Your assignment
Search the data for "parse". Each line containing it is to be copied.

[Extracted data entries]
use std::time::Duration;

use balldontlie_api::query::epl::{EplLeadersQuery, PlayerStatType};
use balldontlie_api::query::nba::LeadersQuery;
use balldontlie_api::types::{ApiResponse, NbaLeaderStat, NbaTeam};
use balldontlie_api::{
    BalldontlieApi, Client, ClientConfig, ErrorKind, Paginated, PlayerQuery, Request,
};
use serde_json::json;
use wiremock::matchers::{header, method, path, query_param};
use wiremock::{Mock, MockServer, ResponseTemplate};

fn load_fixture(name: &str) -> String {
    std::fs::read_to_string(format!("tests/fixtures/{}", name)).unwrap()
}

fn config(mock_server: &MockServer) -> ClientConfig {
    ClientConfig::from_key("test-key")
        .unwrap()
        .with_base_url(&mock_server.uri())
        .unwrap()
}

fn api(mock_server: &MockServer) -> BalldontlieApi {
    BalldontlieApi::new(config(mock_server)).unwrap()
}

async fn mount_status(mock_server: &MockServer, route: &str, template: ResponseTemplate) {
    Mock::given(method("GET"))
        .and(path(route))
        .respond_with(template)
        .mount(mock_server)
        .await;
}

#[tokio::test]
async fn get_players_sends_headers_and_list_params() {
    let mock_server = MockServer::start().await;
    let body = load_fixture("nba_players.json");

    Mock::given(method("GET"))
        .and(path("/nba/v1/players"))
        .and(header("authorization", "test-key"))
        .and(header("x-bdl-client", "rust"))
        .and(header("content-type", "application/json"))
        .respond_with(ResponseTemplate::new(200).set_body_string(&body))
        .expect(1)
        .mount(&mock_server)
        .await;

    let query = PlayerQuery::default()
        .with_team_ids(&[1, 2])
        .with_search("lebron");
    let resp = api(&mock_server).nba.get_players(&query).await.unwrap();
    assert_eq!(resp.data.len(), 2);
    assert_eq!(resp.next_cursor(), Some(51));

    let requests = mock_server.received_requests().await.unwrap();
    assert_eq!(requests.len(), 1);
    let pairs: Vec<(String, String)> = requests[0].url.query_pairs().into_owned().collect();
    assert_eq!(
        pairs,
        vec![
            ("team_ids[]".to_string(), "1".to_string()),
            ("team_ids[]".to_string(), "2".to_string()),
            ("search".to_string(), "lebron".to_string()),
        ]
    );
    assert!(!requests[0].url.as_str().contains("per_page"));
}

#[tokio::test]
async fn cursor_from_previous_page_is_sent() {
    let mock_server = MockServer::start().await;

    Mock::given(method("GET"))
        .and(path("/nba/v1/players"))
        .and(query_param("cursor", "51"))
        .and(query_param("per_page", "25"))
        .respond_with(
            ResponseTemplate::new(200).set_body_json(json!({"data": [], "meta": {"per_page": 25}})),
        )
        .expect(1)
        .mount(&mock_server)
        .await;

    let api = api(&mock_server);
    let resp = api
        .nba
        .get_players(&PlayerQuery::default().with_cursor(51).with_per_page(25))
        .await
        .unwrap();
    assert!(resp.data.is_empty());
    assert_eq!(resp.next_cursor(), None);
}

#[tokio::test]
async fn status_codes_map_to_error_kinds() {
    let cases = [
        (400, ErrorKind::Validation),
        (401, ErrorKind::Authentication),
        (404, ErrorKind::NotFound),
        (429, ErrorKind::RateLimit),
        (500, ErrorKind::Server),
        (502, ErrorKind::Server),
        (503, ErrorKind::Server),
        (504, ErrorKind::Server),
        (403, ErrorKind::Generic),
        (418, ErrorKind::Generic),
    ];

    for (status, kind) in cases {
        let mock_server = MockServer::start().await;
        mount_status(
            &mock_server,
            "/nba/v1/teams/1",
            ResponseTemplate::new(status).set_body_json(json!({"message": "nope"})),
        )
        .await;

        let err = api(&mock_server).nba.get_team(1).await.unwrap_err();
        assert_eq!(err.kind(), kind, "status {}", status);
        assert_eq!(err.status(), status);
        assert_eq!(err.message(), "nope");
        assert_eq!(err.body(), Some(&json!({"message": "nope"})));
    }
}

#[tokio::test]
async fn not_found_uses_error_field() {
    let mock_server = MockServer::start().await;
    mount_status(
        &mock_server,
        "/nba/v1/teams/999",
        ResponseTemplate::new(404).set_body_json(json!({"error": "Team not found"})),
    )
    .await;

    let err = api(&mock_server).nba.get_team(999).await.unwrap_err();
    assert_eq!(err.kind(), ErrorKind::NotFound);
    assert_eq!(err.status(), 404);
    insta::assert_snapshot!(err.to_string(), @"not found (HTTP 404): Team not found");
}

#[tokio::test]
async fn error_field_wins_over_message_field() {
    let mock_server = MockServer::start().await;
    mount_status(
        &mock_server,
        "/nfl/v1/teams/1",
        ResponseTemplate::new(400).set_body_json(json!({"error": "bad season", "message": "ignored"})),
    )
    .await;

    let err = api(&mock_server).nfl.get_team(1).await.unwrap_err();
    assert_eq!(err.kind(), ErrorKind::Validation);
    assert_eq!(err.message(), "bad season");
}

#[tokio::test]
async fn plain_text_body_becomes_message() {
    let mock_server = MockServer::start().await;
    mount_status(
        &mock_server,
        "/mlb/v1/teams/1",
        ResponseTemplate::new(500).set_body_string("oops"),
    )
    .await;

    let err = api(&mock_server).mlb.get_team(1).await.unwrap_err();
    assert_eq!(err.kind(), ErrorKind::Server);
    assert_eq!(err.message(), "oops");
    assert_eq!(err.body(), Some(&json!("oops")));
}

#[tokio::test]
async fn empty_body_falls_back_to_reason_phrase() {
    let mock_server = MockServer::start().await;
    mount_status(&mock_server, "/nba/v1/games/1", ResponseTemplate::new(429)).await;

    let err = api(&mock_server).nba.get_game(1).await.unwrap_err();
    assert_eq!(err.kind(), ErrorKind::RateLimit);
    assert_eq!(err.message(), "Too Many Requests");
    assert!(err.body().is_none());
    assert!(err.is_retryable());
}

#[tokio::test]
async fn object_without_message_uses_reason_phrase() {
    let mock_server = MockServer::start().await;
    mount_status(
        &mock_server,
        "/nba/v1/games/2",
        ResponseTemplate::new(401).set_body_json(json!({"detail": "x"})),
    )
    .await;

    let err = api(&mock_server).nba.get_game(2).await.unwrap_err();
    assert_eq!(err.kind(), ErrorKind::Authentication);
    assert_eq!(err.message(), "Unauthorized");
    assert_eq!(err.body(), Some(&json!({"detail": "x"})));
    assert!(!err.is_retryable());
}

#[tokio::test]
async fn malformed_success_body_is_generic_error() {
    let mock_server = MockServer::start().await;
    mount_status(
        &mock_server,
        "/nba/v1/teams/1",
        ResponseTemplate::new(200).set_body_string("{not valid json}"),
    )
    .await;

    let err = api(&mock_server).nba.get_team(1).await.unwrap_err();
    assert_eq!(err.kind(), ErrorKind::Generic);
    assert_eq!(err.status(), 200);
    assert_eq!(err.body(), Some(&json!("{not valid json}")));
}

#[tokio::test]
async fn unreachable_host_is_network_error() {
    let config = ClientConfig::from_key("test-key")
        .unwrap()
        .with_base_url("http://127.0.0.1:1")
        .unwrap();
    let api = BalldontlieApi::new(config).unwrap();

    let err = api.nba.get_team(1).await.unwrap_err();
    assert_eq!(err.kind(), ErrorKind::Network);
    assert_eq!(err.status(), 500);
    assert!(err.body().is_none());
    assert!(err.message().starts_with("Network error"));
}

#[tokio::test]
async fn transport_timeout_is_network_error() {
    let mock_server = MockServer::start().await;
    mount_status(
        &mock_server,
        "/nba/v1/teams/1",
        ResponseTemplate::new(200)
            .set_body_string(load_fixture("nba_team.json"))
            .set_delay(Duration::from_secs(2)),
    )
    .await;

    let config = config(&mock_server).with_timeout(Duration::from_millis(100));
    let api = BalldontlieApi::new(config).unwrap();
    let err = api.nba.get_team(1).await.unwrap_err();
    assert_eq!(err.kind(), ErrorKind::Network);
}

#[tokio::test]
async fn request_header_overrides_default() {
    let mock_server = MockServer::start().await;
    Mock::given(method("GET"))
        .and(path("/nba/v1/teams/14"))
        .and(header("authorization", "override-key"))
        .and(header("x-bdl-client", "rust"))
        .respond_with(ResponseTemplate::new(200).set_body_string(load_fixture("nba_team.json")))
        .expect(1)
        .mount(&mock_server)
        .await;

    let client = Client::new(config(&mock_server)).unwrap();
    let resp: ApiResponse<NbaTeam> = client
        .execute(Request::get("/nba/v1/teams/14").with_header("Authorization", "override-key"))
        .await
        .unwrap();
    assert_eq!(resp.data.id, 14);
}

#[tokio::test]
async fn nba_leaders_sends_stat_type() {
    let mock_server = MockServer::start().await;
    Mock::given(method("GET"))
        .and(path("/nba/v1/leaders"))
        .and(query_param("stat_type", "pts"))
        .and(query_param("season", "2023"))
        .respond_with(ResponseTemplate::new(200).set_body_json(json!({"data": []})))
        .expect(1)
        .mount(&mock_server)
        .await;

    let resp = api(&mock_server)
        .nba
        .get_leaders(&LeadersQuery::new(NbaLeaderStat::Points, 2023))
        .await
        .unwrap();
    assert!(resp.data.is_empty());
}

#[tokio::test]
async fn epl_player_leaders_sends_type() {
    let mock_server = MockServer::start().await;
    Mock::given(method("GET"))
        .and(path("/epl/v1/player_stats/leaders"))
        .and(query_param("season", "2024"))
        .and(query_param("type", "goals"))
        .respond_with(
            ResponseTemplate::new(200).set_body_string(load_fixture("epl_player_leaders.json")),
        )
        .expect(1)
        .mount(&mock_server)
        .await;

    let resp = api(&mock_server)
        .epl
        .get_player_stats_leaders(&EplLeadersQuery::new(2024, PlayerStatType::Goals))
        .await
        .unwrap();
    assert_eq!(resp.data[0].player.name.as_deref(), Some("Mohamed Salah"));
}

#[tokio::test]
async fn concurrent_calls_share_one_client() {
    let mock_server = MockServer::start().await;
    mount_status(
        &mock_server,
        "/nba/v1/teams/14",
        ResponseTemplate::new(200).set_body_string(load_fixture("nba_team.json")),
    )
    .await;

    let api = api(&mock_server);
    let handles: Vec<_> = (0..8)
        .map(|_| {
            let nba = api.nba.clone();
            tokio::spawn(async move { nba.get_team(14).await })
        })
        .collect();
    for handle in handles {
        let resp = handle.await.unwrap().unwrap();
        assert_eq!(resp.data.abbreviation, "LAL");
    }
    assert_eq!(mock_server.received_requests().await.unwrap().len(), 8);
}
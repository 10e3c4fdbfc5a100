//! HTTP client for the balldontlie API.

use std::sync::Arc;

use reqwest::header::{HeaderMap, HeaderName, HeaderValue, AUTHORIZATION, CONTENT_TYPE};
use reqwest::Method;
use serde::de::DeserializeOwned;
use url::Url;

use crate::{
    config::{ClientConfig, ConfigError},
    query::{Query, QueryParams},
    Error,
};

/// Header identifying which client library issued a request.
pub const CLIENT_HEADER: &str = "x-bdl-client";

/// Value sent in [`CLIENT_HEADER`].
pub const CLIENT_ID: &str = "rust";

/// One API call: method, path, query parameters and any header overrides.
#[derive(Clone, Debug)]
pub struct Request {
    method: Method,
    path: String,
    params: QueryParams,
    headers: Vec<(String, String)>,
}

impl Request {
    pub fn new(method: Method, path: impl Into<String>) -> Self {
        Self {
            method,
            path: path.into(),
            params: QueryParams::new(),
            headers: Vec::new(),
        }
    }

    pub fn get(path: impl Into<String>) -> Self {
        Self::new(Method::GET, path)
    }

    /// Replaces the query parameters with those of `query`.
    pub fn with_query<Q: Query + ?Sized>(mut self, query: &Q) -> Self {
        self.params = query.to_params();
        self
    }

    /// Adds a header, replacing any default header with the same name.
    pub fn with_header(mut self, name: &str, value: &str) -> Self {
        self.headers.push((name.to_string(), value.to_string()));
        self
    }

    pub fn method(&self) -> &Method {
        &self.method
    }

    pub fn path(&self) -> &str {
        &self.path
    }

    pub fn params(&self) -> &QueryParams {
        &self.params
    }
}

/// HTTP client for the balldontlie API.
///
/// Holds the immutable configuration and one pooled `reqwest::Client`.
/// Cloning is cheap and clones share both, so a single `Client` can serve
/// concurrent calls from many tasks. Calls are never retried.
#[derive(Clone, Debug)]
pub struct Client {
    http: reqwest::Client,
    config: Arc<ClientConfig>,
    default_headers: HeaderMap,
}

// Verify Client is Send + Sync at compile time
const _: fn() = || {
    const fn assert_send_sync<T: Send + Sync>() {}
    assert_send_sync::<Client>();
};

impl Client {
    pub fn new(config: ClientConfig) -> Result<Self, ConfigError> {
        let mut auth = HeaderValue::from_str(config.api_key().as_ref())
            .map_err(|_| ConfigError::InvalidApiKey)?;
        auth.set_sensitive(true);

        let mut default_headers = HeaderMap::new();
        default_headers.insert(AUTHORIZATION, auth);
        default_headers.insert(CONTENT_TYPE, HeaderValue::from_static("application/json"));
        default_headers.insert(
            HeaderName::from_static(CLIENT_HEADER),
            HeaderValue::from_static(CLIENT_ID),
        );

        let http = reqwest::Client::builder()
            .timeout(config.timeout())
            .build()?;

        Ok(Self {
            http,
            config: Arc::new(config),
            default_headers,
        })
    }

    pub fn config(&self) -> &ClientConfig {
        &self.config
    }

    /// Headers sent with every request before per-request overrides.
    pub fn default_headers(&self) -> &HeaderMap {
        &self.default_headers
    }

    /// Resolves the full URL for a request: base URL, path, then encoded parameters.
    ///
    /// The path must start with `/` and the result must stay on the base URL's
    /// origin, so the API key is never sent to another host.
    pub fn url(&self, request: &Request) -> Result<Url, Error> {
        if !request.path.starts_with('/') {
            tracing::error!("Rejected request path without leading slash: {}", request.path);
            return Err(Error::generic(format!(
                "Invalid request path {:?}: must start with '/'",
                request.path
            )));
        }
        let base = Url::parse(self.config.base_url()).map_err(|e| {
            Error::generic(format!("Invalid base URL {:?}: {}", self.config.base_url(), e))
        })?;
        let url = Url::parse(format!("{}{}", self.config.base_url(), request.path).as_str())
            .map_err(|e| {
                tracing::error!("Invalid URL constructed for {}: {}", request.path, e);
                Error::generic(format!("Invalid request path {:?}: {}", request.path, e))
            })?;
        if url.origin() != base.origin() {
            tracing::error!("Request path {} resolves outside {}", request.path, base);
            return Err(Error::generic(format!(
                "Invalid request path {:?}: resolves to another host",
                request.path
            )));
        }
        Ok(request.params.add_to_url(&url))
    }

    fn headers(&self, request: &Request) -> Result<HeaderMap, Error> {
        let mut headers = self.default_headers.clone();
        for (name, value) in request.headers.iter() {
            let name = HeaderName::from_bytes(name.as_bytes())
                .map_err(|e| Error::generic(format!("Invalid header name {:?}: {}", name, e)))?;
            let mut value = HeaderValue::from_str(value)
                .map_err(|e| Error::generic(format!("Invalid header value for {}: {}", name, e)))?;
            if name == AUTHORIZATION {
                value.set_sensitive(true);
            }
            headers.insert(name, value);
        }
        Ok(headers)
    }

    /// Sends one request and decodes a success body as `T`.
    ///
    /// Non-success statuses are classified into an [`Error`] carrying the
    /// status, the extracted message and the response body. A request that
    /// gets no response at all fails with [`crate::ErrorKind::Network`].
    pub async fn execute<T>(&self, request: Request) -> Result<T, Error>
    where
        T: DeserializeOwned,
    {
        let url = self.url(&request)?;
        let headers = self.headers(&request)?;
        tracing::debug!(method = %request.method, url = %url, "sending request");

        let resp = self
            .http
            .request(request.method.clone(), url)
            .headers(headers)
            .send()
            .await
            .map_err(|e| {
                tracing::error!("Failed to reach {}: {}", request.path, e);
                Error::network(e)
            })?;

        let status = resp.status();
        let body = resp.text().await.map_err(|e| {
            tracing::error!("Failed to read response body: {}", e);
            Error::network(e)
        })?;

        if !status.is_success() {
            let err = Error::from_response(status.as_u16(), status.canonical_reason(), &body);
            tracing::warn!(
                "Request to {} failed with status {}: {}",
                request.path,
                status,
                truncate_body(&body)
            );
            return Err(err);
        }

        serde_json::from_str::<T>(&body).map_err(|e| {
            tracing::error!(
                "Failed to parse response from {}: {} | body: {}",
                request.path,
                e,
                truncate_body(&body)
            );
            Error::decode(status.as_u16(), e, &body)
        })
    }

    /// GETs `path` with the parameters of `query`.
    pub async fn get<T, Q>(&self, path: &str, query: &Q) -> Result<T, Error>
    where
        T: DeserializeOwned,
        Q: Query + ?Sized,
    {
        self.execute(Request::get(path).with_query(query)).await
    }
}

fn truncate_body(body: &str) -> String {
    const MAX: usize = 2000;
    if body.len() <= MAX {
        body.to_string()
    } else {
        let mut end = MAX;
        while !body.is_char_boundary(end) {
            end -= 1;
        }
        format!("{}...[truncated]", &body[..end])
    }
}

Answer
        let base = Url::parse(self.config.base_url()).map_err(|e| {
        let url = Url::parse(format!("{}{}", self.config.base_url(), request.path).as_str())
                "Failed to parse response from {}: {} | body: {}",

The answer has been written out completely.